Earlier today, I was going through my book case, and found a couple extra copies of books I already have.

One is Luftwaffe X Planes, by Manfred Griehl, and the other is actually two different versions of the same book, one in German, Deutsche Nurflugel bis 1945, the other titled Flying Wings of the Horten Brothers, by Hans Peter Dabrowski. Both are the same book. I'm willing to let go the German edition.

If anyone is interested, pm me so we can "talk turkey". 

These books would be wonderful if one is interested in either subject, even if one cannot understand German, because, as the old saw states, "a picture is worth a thousand words".


----------



## MACHIA (Aug 22, 2018)

I speak German . 
I’d love to read these books !
New Jersey, USA


----------



## GrauGeist (Aug 22, 2018)

I have the "X Planes" by Griehl, but I certainly recommend it to anyone who's interested in German aircraft.
It's not only about the one of a kind types, but the development of established types, too.


----------



## maxmwill (Aug 23, 2018)

MACHIA said:


> I speak German .
> I’d love to read these books !
> New Jersey, USA


Well, I'm wiling to talk turkey(come to a deal). I don't necessarily desire money so much as I do exchanging books and related media. I'm a crazy scale modeller, and treat every book as if it is a way to go window shopping when looking for new model subjects. I've found that even maintenance manuals have their uses in scale modelling.


----------



## maxmwill (Aug 23, 2018)

GrauGeist said:


> I have the "X Planes" by Griehl, but I certainly recommend it to anyone who's interested in German aircraft.
> It's not only about the one of a kind types, but the development of established types, too.


I have a few other books by him, one of which is about the Do217. Herr Griehl is one author I'd love to meet and sit down for a long talk(I'd love to pick his brains, especially on the 217. I'm very curious as to why the engineers designed in leading edge slots on the rudders).


----------



## GrauGeist (Aug 23, 2018)

The Handley-Page slots on the leading edge of the vertical stabilizers were to prevent stalling on a particular stabilizer in the event the Do217 had to shut down one engine. Otherwise, it would suffer "crabbing".

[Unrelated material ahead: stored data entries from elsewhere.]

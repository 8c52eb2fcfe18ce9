use std::fs;
use std::path::Path;

use sgp4::{Constants, Elements};

use super::error::EphemerisError;

pub struct TleEntry {
    pub name: String,
    pub elements: Elements,
    pub constants: Constants,
}

/// Loads every `.tle`/`.txt` file in `dir`. Files that fail to parse are
/// skipped with a warning.
pub fn load_dir(dir: &Path) -> Result<Vec<TleEntry>, EphemerisError> {
    if !dir.exists() {
        return Err(EphemerisError::DirectoryNotFound(dir.display().to_string()));
    }

    let mut entries = Vec::new();
    for entry in fs::read_dir(dir)? {
        let path = entry?.path();
        let is_tle = path
            .extension()
            .map(|ext| ext == "tle" || ext == "txt")
            .unwrap_or(false);
        if !path.is_file() || !is_tle {
            continue;
        }
        match load_file(&path) {
            Ok(mut parsed) => entries.append(&mut parsed),
            Err(e) => log::warn!("Failed to parse TLE file {}: {}", path.display(), e),
        }
    }
    log::info!("Loaded {} TLE entries from {}", entries.len(), dir.display());
    Ok(entries)
}

pub fn load_file(path: &Path) -> Result<Vec<TleEntry>, EphemerisError> {
    let content = fs::read_to_string(path)?;
    let filename = path
        .file_name()
        .unwrap_or_default()
        .to_string_lossy()
        .to_string();
    parse_entries(&content, &filename)
}

pub fn parse_entries(content: &str, source: &str) -> Result<Vec<TleEntry>, EphemerisError> {
    let invalid = |e: &dyn std::fmt::Display| EphemerisError::InvalidTle {
        file: source.to_string(),
        message: e.to_string(),
    };

    split_sets(content)
        .into_iter()
        .map(|set| {
            let name = set.name.map(str::to_string);
            let elements =
                Elements::from_tle(name.clone(), set.line1.as_bytes(), set.line2.as_bytes())
                    .map_err(|e| invalid(&e))?;
            let constants = Constants::from_elements(&elements).map_err(|e| invalid(&e))?;
            let name = name.unwrap_or_else(|| format!("NORAD {}", elements.norad_id));
            Ok(TleEntry {
                name,
                elements,
                constants,
            })
        })
        .collect()
}

struct TleSet<'a> {
    name: Option<&'a str>,
    line1: &'a str,
    line2: &'a str,
}

fn is_element_line(line: &str, number: char) -> bool {
    let mut chars = line.chars();
    chars.next() == Some(number) && chars.next() == Some(' ')
}

/// Element sets with or without a title line. A CelesTrak `0 ` title prefix
/// is dropped; lines outside a set are ignored.
fn split_sets(content: &str) -> Vec<TleSet<'_>> {
    let lines: Vec<&str> = content
        .lines()
        .map(str::trim)
        .filter(|l| !l.is_empty())
        .collect();

    let mut sets = Vec::new();
    let mut rest = lines.as_slice();
    while !rest.is_empty() {
        match rest {
            &[l1, l2, ..] if is_element_line(l1, '1') && is_element_line(l2, '2') => {
                sets.push(TleSet {
                    name: None,
                    line1: l1,
                    line2: l2,
                });
                rest = &rest[2..];
            }
            &[title, l1, l2, ..] if is_element_line(l1, '1') && is_element_line(l2, '2') => {
                let title = title.strip_prefix("0 ").unwrap_or(title).trim();
                sets.push(TleSet {
                    name: Some(title),
                    line1: l1,
                    line2: l2,
                });
                rest = &rest[3..];
            }
            _ => rest = &rest[1..],
        }
    }
    sets
}

#[cfg(test)]
pub(crate) const ISS_TLE: &str = "ISS (ZARYA)
1 25544U 98067A   08264.51782528 -.00002182  00000-0 -11606-4 0  2927
2 25544  51.6416 247.4627 0006703 130.5360 325.0288 15.72125391563537
";
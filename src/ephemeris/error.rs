use thiserror::Error;

#[derive(Debug, Error)]
pub enum EphemerisError {
    #[error("TLE directory not found: {0}")]
    DirectoryNotFound(String),
    #[error("TLE file read error: {0}")]
    FileRead(#[from] std::io::Error),
    #[error("Invalid TLE format in {file}: {message}")]
    InvalidTle { file: String, message: String },
    #[error("Propagation error: {0}")]
    Propagation(String),
    #[error("Unknown satellite: {0}")]
    UnknownSatellite(String),
}
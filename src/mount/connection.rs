use std::io::{self, Read, Write};
use std::net::{Shutdown, TcpStream, ToSocketAddrs};
use std::sync::{Arc, Mutex};
use std::time::Duration;

use super::error::MountError;

const READ_TIMEOUT: Duration = Duration::from_secs(10);
const CHUNK: usize = 256;

/// Byte stream the mount controller is reached through.
pub trait Transport: Read + Write + Send {
    /// Closes the sending half of the stream.
    fn shutdown(&mut self) -> io::Result<()>;
}

impl Transport for TcpStream {
    fn shutdown(&mut self) -> io::Result<()> {
        TcpStream::shutdown(self, Shutdown::Write)
    }
}

/// Request/response access to the mount controller.
pub trait MountLink: Send + Sync {
    /// Sends `command` and returns the raw reply, reading at most
    /// `max_reply` bytes. No reply is read when `max_reply` is zero.
    fn send_and_receive(&self, command: &str, max_reply: usize) -> Result<String, MountError>;

    fn terminate(&self) -> Result<(), MountError>;
}

impl<L: MountLink + ?Sized> MountLink for Arc<L> {
    fn send_and_receive(&self, command: &str, max_reply: usize) -> Result<String, MountError> {
        (**self).send_and_receive(command, max_reply)
    }

    fn terminate(&self) -> Result<(), MountError> {
        (**self).terminate()
    }
}

/// A single persistent connection shared by every caller. Each exchange holds
/// the lock for the full write/read cycle.
pub struct MountConnection<T: Transport> {
    stream: Mutex<Option<T>>,
}

impl MountConnection<TcpStream> {
    pub fn connect(addr: impl ToSocketAddrs) -> Result<Self, MountError> {
        let stream = TcpStream::connect(addr)?;
        stream.set_read_timeout(Some(READ_TIMEOUT))?;
        stream.set_nodelay(true)?;
        Ok(Self::new(stream))
    }
}

impl<T: Transport> MountConnection<T> {
    pub fn new(stream: T) -> Self {
        Self {
            stream: Mutex::new(Some(stream)),
        }
    }
}

impl<T: Transport> MountLink for MountConnection<T> {
    fn send_and_receive(&self, command: &str, max_reply: usize) -> Result<String, MountError> {
        let mut guard = self.stream.lock().unwrap();
        let stream = guard.as_mut().ok_or(MountError::Terminated)?;

        stream.write_all(format!("{}\r", command).as_bytes())?;
        stream.flush()?;
        if max_reply == 0 {
            return Ok(String::new());
        }

        let mut reply = Vec::new();
        let mut chunk = [0u8; CHUNK];
        while reply.len() < max_reply {
            let want = CHUNK.min(max_reply - reply.len());
            let n = stream.read(&mut chunk[..want])?;
            if n == 0 {
                if reply.is_empty() {
                    return Err(MountError::Io(io::ErrorKind::UnexpectedEof.into()));
                }
                break;
            }
            reply.extend_from_slice(&chunk[..n]);
            // replies end with ':' on success and '?' on error
            if matches!(reply.last(), Some(b':') | Some(b'?')) {
                break;
            }
        }

        Ok(String::from_utf8_lossy(&reply).into_owned())
    }

    fn terminate(&self) -> Result<(), MountError> {
        let mut guard = self.stream.lock().unwrap();
        if let Some(mut stream) = guard.take() {
            stream.shutdown()?;
        }
        Ok(())
    }
}

#[cfg(test)]
mod tests {
    use super::*;
    use std::collections::VecDeque;
    use std::thread;

    #[derive(Default)]
    struct Scripted {
        written: Arc<Mutex<Vec<u8>>>,
        replies: VecDeque<Vec<u8>>,
        shutdowns: Arc<Mutex<usize>>,
    }

    impl Read for Scripted {
        fn read(&mut self, buf: &mut [u8]) -> io::Result<usize> {
            match self.replies.pop_front() {
                Some(chunk) => {
                    buf[..chunk.len()].copy_from_slice(&chunk);
                    Ok(chunk.len())
                }
                None => Ok(0),
            }
        }
    }

    impl Write for Scripted {
        fn write(&mut self, buf: &[u8]) -> io::Result<usize> {
            self.written.lock().unwrap().extend_from_slice(buf);
            Ok(buf.len())
        }

        fn flush(&mut self) -> io::Result<()> {
            Ok(())
        }
    }

    impl Transport for Scripted {
        fn shutdown(&mut self) -> io::Result<()> {
            *self.shutdowns.lock().unwrap() += 1;
            Ok(())
        }
    }

    /// Replies to every command with the command itself.
    #[derive(Default)]
    struct Echo {
        pending: Vec<u8>,
        reply: VecDeque<u8>,
    }

    impl Read for Echo {
        fn read(&mut self, buf: &mut [u8]) -> io::Result<usize> {
            // hand out one byte at a time to widen any race window
            thread::yield_now();
            match self.reply.pop_front() {
                Some(b) => {
                    buf[0] = b;
                    Ok(1)
                }
                None => Ok(0),
            }
        }
    }

    impl Write for Echo {
        fn write(&mut self, buf: &[u8]) -> io::Result<usize> {
            self.pending.extend_from_slice(buf);
            if self.pending.last() == Some(&b'\r') {
                let cmd = std::mem::take(&mut self.pending);
                self.reply.extend(b" ");
                self.reply.extend(&cmd[..cmd.len() - 1]);
                self.reply.extend(b"\r\n:");
            }
            Ok(buf.len())
        }

        fn flush(&mut self) -> io::Result<()> {
            Ok(())
        }
    }

    impl Transport for Echo {
        fn shutdown(&mut self) -> io::Result<()> {
            Ok(())
        }
    }

    #[test]
    fn assembles_reply_from_chunks() {
        let written = Arc::new(Mutex::new(Vec::new()));
        let stream = Scripted {
            written: written.clone(),
            replies: VecDeque::from(vec![b" 1.0000\r\n".to_vec(), b":".to_vec()]),
            ..Default::default()
        };
        let conn = MountConnection::new(stream);

        let reply = conn.send_and_receive("MG knowpos", 1024).unwrap();
        assert_eq!(reply, " 1.0000\r\n:");
        assert_eq!(written.lock().unwrap().as_slice(), b"MG knowpos\r");
    }

    #[test]
    fn zero_reply_bytes_skips_read() {
        let conn = MountConnection::new(Scripted::default());
        assert_eq!(conn.send_and_receive("SB9", 0).unwrap(), "");
    }

    #[test]
    fn closed_stream_is_an_error() {
        let conn = MountConnection::new(Scripted::default());
        assert!(matches!(
            conn.send_and_receive("MG c_az", 64),
            Err(MountError::Io(_))
        ));
    }

    #[test]
    fn terminate_shuts_down_once() {
        let shutdowns = Arc::new(Mutex::new(0));
        let conn = MountConnection::new(Scripted {
            shutdowns: shutdowns.clone(),
            ..Default::default()
        });

        conn.terminate().unwrap();
        conn.terminate().unwrap();
        assert_eq!(*shutdowns.lock().unwrap(), 1);
        assert!(matches!(
            conn.send_and_receive("MG c_az", 64),
            Err(MountError::Terminated)
        ));
    }

    #[test]
    fn concurrent_callers_never_interleave() {
        let conn = Arc::new(MountConnection::new(Echo::default()));
        let handles: Vec<_> = (0..8)
            .map(|i| {
                let conn = conn.clone();
                thread::spawn(move || {
                    for j in 0..50 {
                        let cmd = format!("MG var_{}_{}", i, j);
                        let reply = conn.send_and_receive(&cmd, 1024).unwrap();
                        assert_eq!(reply, format!(" {}\r\n:", cmd));
                    }
                })
            })
            .collect();
        for h in handles {
            h.join().unwrap();
        }
    }
}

The rudders also had a full-length balance tab, too.


----------



## maxmwill (Aug 26, 2018)

GrauGeist said:


> The Handley-Page slots on the leading edge of the vertical stabilizers were to prevent stalling on a particular stabilizer in the event the Do217 had to shut down one engine. Otherwise, it would suffer "crabbing".
> 
> The rudders also had a full-length balance tab, too.

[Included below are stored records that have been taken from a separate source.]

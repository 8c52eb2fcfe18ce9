//! Per-run measurement series: a tab separated text file with a commented
//! header, mirrored as JSON lines.

use std::fs::{self, File, OpenOptions};
use std::io::Write;
use std::path::{Path, PathBuf};
use std::sync::Mutex;

use chrono::{DateTime, Datelike, Timelike, Utc};
use serde::Serialize;

use super::ObservationError;

#[derive(Debug, Clone, Serialize)]
pub struct ObservationRecord {
    pub time: DateTime<Utc>,
    pub name: String,
    pub frequency_mhz: f64,
    pub azimuth: f64,
    pub elevation: f64,
    pub power: f64,
    pub az_offset: f64,
    pub el_offset: f64,
    pub diode: bool,
}

impl ObservationRecord {
    fn to_row(&self) -> String {
        format!(
            "{}\t{:>30}\t{:010.4}\t{:09.5}\t{:09.5}\t{:>13}\t{:09.5}\t{:09.5}\t{}",
            day_stamp(&self.time),
            self.name,
            self.frequency_mhz,
            self.azimuth,
            self.elevation,
            format!("{:.6e}", self.power),
            self.az_offset,
            self.el_offset,
            u8::from(self.diode)
        )
    }
}

/// `yyyy:ddd:sssss`, seconds counted from midnight.
fn day_stamp(t: &DateTime<Utc>) -> String {
    format!(
        "{:04}:{:03}:{:05}",
        t.year(),
        t.ordinal(),
        t.num_seconds_from_midnight()
    )
}

fn header() -> String {
    let lines = [
        "# File header. Lines beginning with # should be ignored.".to_string(),
        "# ".to_string(),
        "# Columns:".to_string(),
        "# time: yyyy:yday:dsec, e.g. 2018:032:7200 is Feb 1 2018 at 2 AM".to_string(),
        "# name: name of the observed target".to_string(),
        "# frequency: center frequency (in MHz) of the observation".to_string(),
        "# azimuth: azimuth (in degrees) of the observed target".to_string(),
        "# elevation: elevation (in degrees) of the observed target".to_string(),
        "# power: received power (in watt)".to_string(),
        "# az-offset: azimuth offset (in degrees) of the observation".to_string(),
        "# el-offset: elevation offset (in degrees) of the observation".to_string(),
        "# diode: whether or not the noise diode is turned on".to_string(),
        "# ".to_string(),
        format!(
            "# {:>12}\t{:>30}\t{:>10}\t{:>9}\t{:>9}\t{:>13}\t{:>9}\t{:>9}\t{:>5}",
            "Time", "Name", "Freq", "Azimuth", "Elevation", "Power", "Az-Offset", "El-Offset", "Diode"
        ),
        format!("# {}", "-".repeat(147)),
    ];
    lines.join("\n") + "\n"
}

pub struct MeasurementSeries {
    dir: PathBuf,
    path: PathBuf,
    json_path: PathBuf,
    write: Mutex<()>,
}

impl MeasurementSeries {
    /// Creates `<dir>/<yyyy><ddd><sssss>.txt` with its header.
    pub fn create(dir: &Path) -> Result<Self, ObservationError> {
        Self::create_at(dir, Utc::now())
    }

    pub fn create_at(dir: &Path, now: DateTime<Utc>) -> Result<Self, ObservationError> {
        fs::create_dir_all(dir)?;
        let stem = format!(
            "{:04}{:03}{:05}",
            now.year(),
            now.ordinal(),
            now.num_seconds_from_midnight()
        );
        let path = dir.join(format!("{}.txt", stem));
        let json_path = dir.join(format!("{}.jsonl", stem));
        let mut file = File::create(&path)?;
        file.write_all(header().as_bytes())?;
        File::create(&json_path)?;
        log::info!("Writing measurement series to {}", path.display());
        Ok(Self {
            dir: dir.to_path_buf(),
            path,
            json_path,
            write: Mutex::new(()),
        })
    }

    pub fn dir(&self) -> &Path {
        &self.dir
    }

    pub fn path(&self) -> &Path {
        &self.path
    }

    pub fn json_path(&self) -> &Path {
        &self.json_path
    }

    pub fn append(&self, record: &ObservationRecord) -> Result<(), ObservationError> {
        let _guard = self.write.lock().unwrap();
        let mut text = OpenOptions::new().append(true).open(&self.path)?;
        writeln!(text, "{}", record.to_row())?;
        let mut json = OpenOptions::new().append(true).open(&self.json_path)?;
        writeln!(json, "{}", serde_json::to_string(record)?)?;
        Ok(())
    }
}

/// File name for a saved spectrum:
/// `<name>_<MHz>_MHz_<yyyy-mm-dd>_<hh:mm:ss>.txt`, whitespace in the name
/// replaced by `_`.
pub fn spectrum_file_name(name: &str, frequency_hz: f64, at: DateTime<Utc>) -> String {
    let name = name.split_whitespace().collect::<Vec<_>>().join("_");
    format!(
        "{}_{:.2}_MHz_{}_{}.txt",
        name,
        frequency_hz * 1e-6,
        at.format("%Y-%m-%d"),
        at.format("%H:%M:%S")
    )
}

Ok, thanks. I guess it makes sense, although wouldn't trimming the rudders have the same effect?


----------



## GrauGeist (Aug 27, 2018)

maxmwill said:


> Ok, thanks. I guess it makes sense, although wouldn't trimming the rudders have the same effect?

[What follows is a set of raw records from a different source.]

//! Steps applied to a spectrum after each measurement.
//!
//! Decimation is lossy, so it runs after RFI removal; every output step
//! needs the final channel count and runs last.

use std::path::PathBuf;
use std::sync::Arc;

use chrono::Utc;
use strum_macros::IntoStaticStr;

use super::context::ObservationContext;
use super::output::{spectrum_file_name, MeasurementSeries, ObservationRecord};
use super::{Archive, ObservationError, Spectrum};

#[derive(Clone, IntoStaticStr)]
pub enum PostStage {
    RemoveRfi,
    DecimateChannels(usize),
    ShiftToVlsr,
    /// Spectrum as text into the given directory.
    SaveSpectrum(PathBuf),
    RecordObservation(Arc<MeasurementSeries>),
    Summary,
    UploadToArchive(Arc<dyn Archive>),
}

impl PostStage {
    fn rank(&self) -> u8 {
        match self {
            PostStage::RemoveRfi => 0,
            PostStage::DecimateChannels(_) => 1,
            PostStage::ShiftToVlsr => 2,
            _ => 3,
        }
    }

    fn name(&self) -> &'static str {
        self.into()
    }

    fn apply(
        &self,
        spectrum: &mut dyn Spectrum,
        ctx: &ObservationContext,
    ) -> Result<(), ObservationError> {
        match self {
            PostStage::RemoveRfi => {
                log::info!("Removing RFI from signal...");
                spectrum.remove_rfi();
            }
            PostStage::DecimateChannels(channels) => spectrum.decimate_channels(*channels),
            PostStage::ShiftToVlsr => {
                log::info!("Translating freq/vel to LSR frame of reference.");
                spectrum.shift_to_vlsr_frame();
            }
            PostStage::SaveSpectrum(dir) => {
                let name =
                    spectrum_file_name(ctx.target_name(), spectrum.observation_frequency_hz(), Utc::now());
                spectrum.save_txt(&dir.join(name))?;
            }
            PostStage::RecordObservation(series) => {
                let pos = ctx.target.position();
                let offset = spectrum.offset();
                series.append(&ObservationRecord {
                    time: Utc::now(),
                    name: ctx.target_name().to_string(),
                    frequency_mhz: spectrum.observation_frequency_hz() * 1e-6,
                    azimuth: pos.azimuth(),
                    elevation: pos.elevation(),
                    power: spectrum.total_power(),
                    az_offset: offset.signed_azimuth(),
                    el_offset: offset.elevation(),
                    diode: spectrum.diode_on(),
                })?;
            }
            PostStage::Summary => {
                let offset = spectrum.offset();
                let pos = spectrum.position();
                log::info!(
                    "SPECTRUM INFO: Offset_el={:.3} deg, Offset_az={:.3} deg, Total power = {:e}, el={:.3}, az={:.3}",
                    offset.elevation(),
                    offset.signed_azimuth(),
                    spectrum.total_power(),
                    pos.elevation(),
                    pos.azimuth()
                );
            }
            PostStage::UploadToArchive(archive) => archive.upload(ctx.target_name(), spectrum)?,
        }
        Ok(())
    }
}

#[derive(Clone, Default)]
pub struct PostPipeline {
    stages: Vec<PostStage>,
}

impl PostPipeline {
    pub fn builder() -> PostPipelineBuilder {
        PostPipelineBuilder::default()
    }

    pub fn len(&self) -> usize {
        self.stages.len()
    }

    pub fn is_empty(&self) -> bool {
        self.stages.is_empty()
    }

    pub fn run(
        &self,
        spectrum: &mut dyn Spectrum,
        ctx: &ObservationContext,
    ) -> Result<(), ObservationError> {
        for stage in &self.stages {
            stage.apply(spectrum, ctx)?;
        }
        Ok(())
    }
}

/// Rejects stages added out of order.
#[derive(Default)]
pub struct PostPipelineBuilder {
    stages: Vec<PostStage>,
}

impl PostPipelineBuilder {
    pub fn then(mut self, stage: PostStage) -> Result<Self, ObservationError> {
        if let Some(last) = self.stages.last() {
            if stage.rank() < last.rank() {
                return Err(ObservationError::InvalidPipeline(format!(
                    "{} cannot follow {}",
                    stage.name(),
                    last.name()
                )));
            }
        }
        self.stages.push(stage);
        Ok(self)
    }

    pub fn build(self) -> PostPipeline {
        PostPipeline {
            stages: self.stages,
        }
    }
}

#[cfg(test)]
mod tests {
    use super::*;
    use crate::angle::AzEl;
    use crate::observation::testing::FakeSpectrum;
    use crate::target::Target;

    fn ctx() -> ObservationContext {
        ObservationContext::new(Target::fixed("T 1", AzEl::new(10.0, 20.0)), AzEl::zero())
    }

    #[test]
    fn runs_in_order() {
        let pipeline = PostPipeline::builder()
            .then(PostStage::RemoveRfi)
            .unwrap()
            .then(PostStage::DecimateChannels(4))
            .unwrap()
            .then(PostStage::ShiftToVlsr)
            .unwrap()
            .then(PostStage::Summary)
            .unwrap()
            .build();
        let mut spectrum = FakeSpectrum::new(1420.4e6, 16);
        pipeline.run(&mut spectrum, &ctx()).unwrap();
        assert_eq!(spectrum.log, vec!["rfi", "decimate 4", "vlsr"]);
        assert_eq!(spectrum.channels, 4);
    }

    #[test]
    fn rejects_decimation_before_rfi_removal() {
        let result = PostPipeline::builder()
            .then(PostStage::DecimateChannels(4))
            .unwrap()
            .then(PostStage::RemoveRfi);
        assert!(matches!(result, Err(ObservationError::InvalidPipeline(_))));

        let result = PostPipeline::builder()
            .then(PostStage::Summary)
            .unwrap()
            .then(PostStage::ShiftToVlsr);
        assert!(result.is_err());
    }

    #[test]
    fn saves_and_records() {
        let dir = tempfile::tempdir().unwrap();
        let series = Arc::new(MeasurementSeries::create(dir.path()).unwrap());
        let pipeline = PostPipeline::builder()
            .then(PostStage::SaveSpectrum(dir.path().to_path_buf()))
            .unwrap()
            .then(PostStage::RecordObservation(series.clone()))
            .unwrap()
            .build();
        let mut spectrum = FakeSpectrum::new(1575.42e6, 8);
        pipeline.run(&mut spectrum, &ctx()).unwrap();

        let saved: Vec<_> = std::fs::read_dir(dir.path())
            .unwrap()
            .filter_map(|e| e.ok())
            .map(|e| e.file_name().to_string_lossy().to_string())
            .filter(|n| n.starts_with("T_1_1575.42_MHz_"))
            .collect();
        assert_eq!(saved.len(), 1);

        let text = std::fs::read_to_string(series.path()).unwrap();
        assert_eq!(text.lines().filter(|l| !l.starts_with('#')).count(), 1);
    }
}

With the size of the Do217 and the way the tailplane was configured, a stalling vert.stab. would create quite a yaw that a trim-tab would be hard pressed to correct. So the leading edge slots on the vert. stab. would prevent stalling even before the pilot was aware of it.

Also, as I mentioned earlier, the rudders had full-length balance tabs instead of traditional trim-tabs, so the pilot was able to provide more than just nominal adjustments in case of an event like an engine out.


----------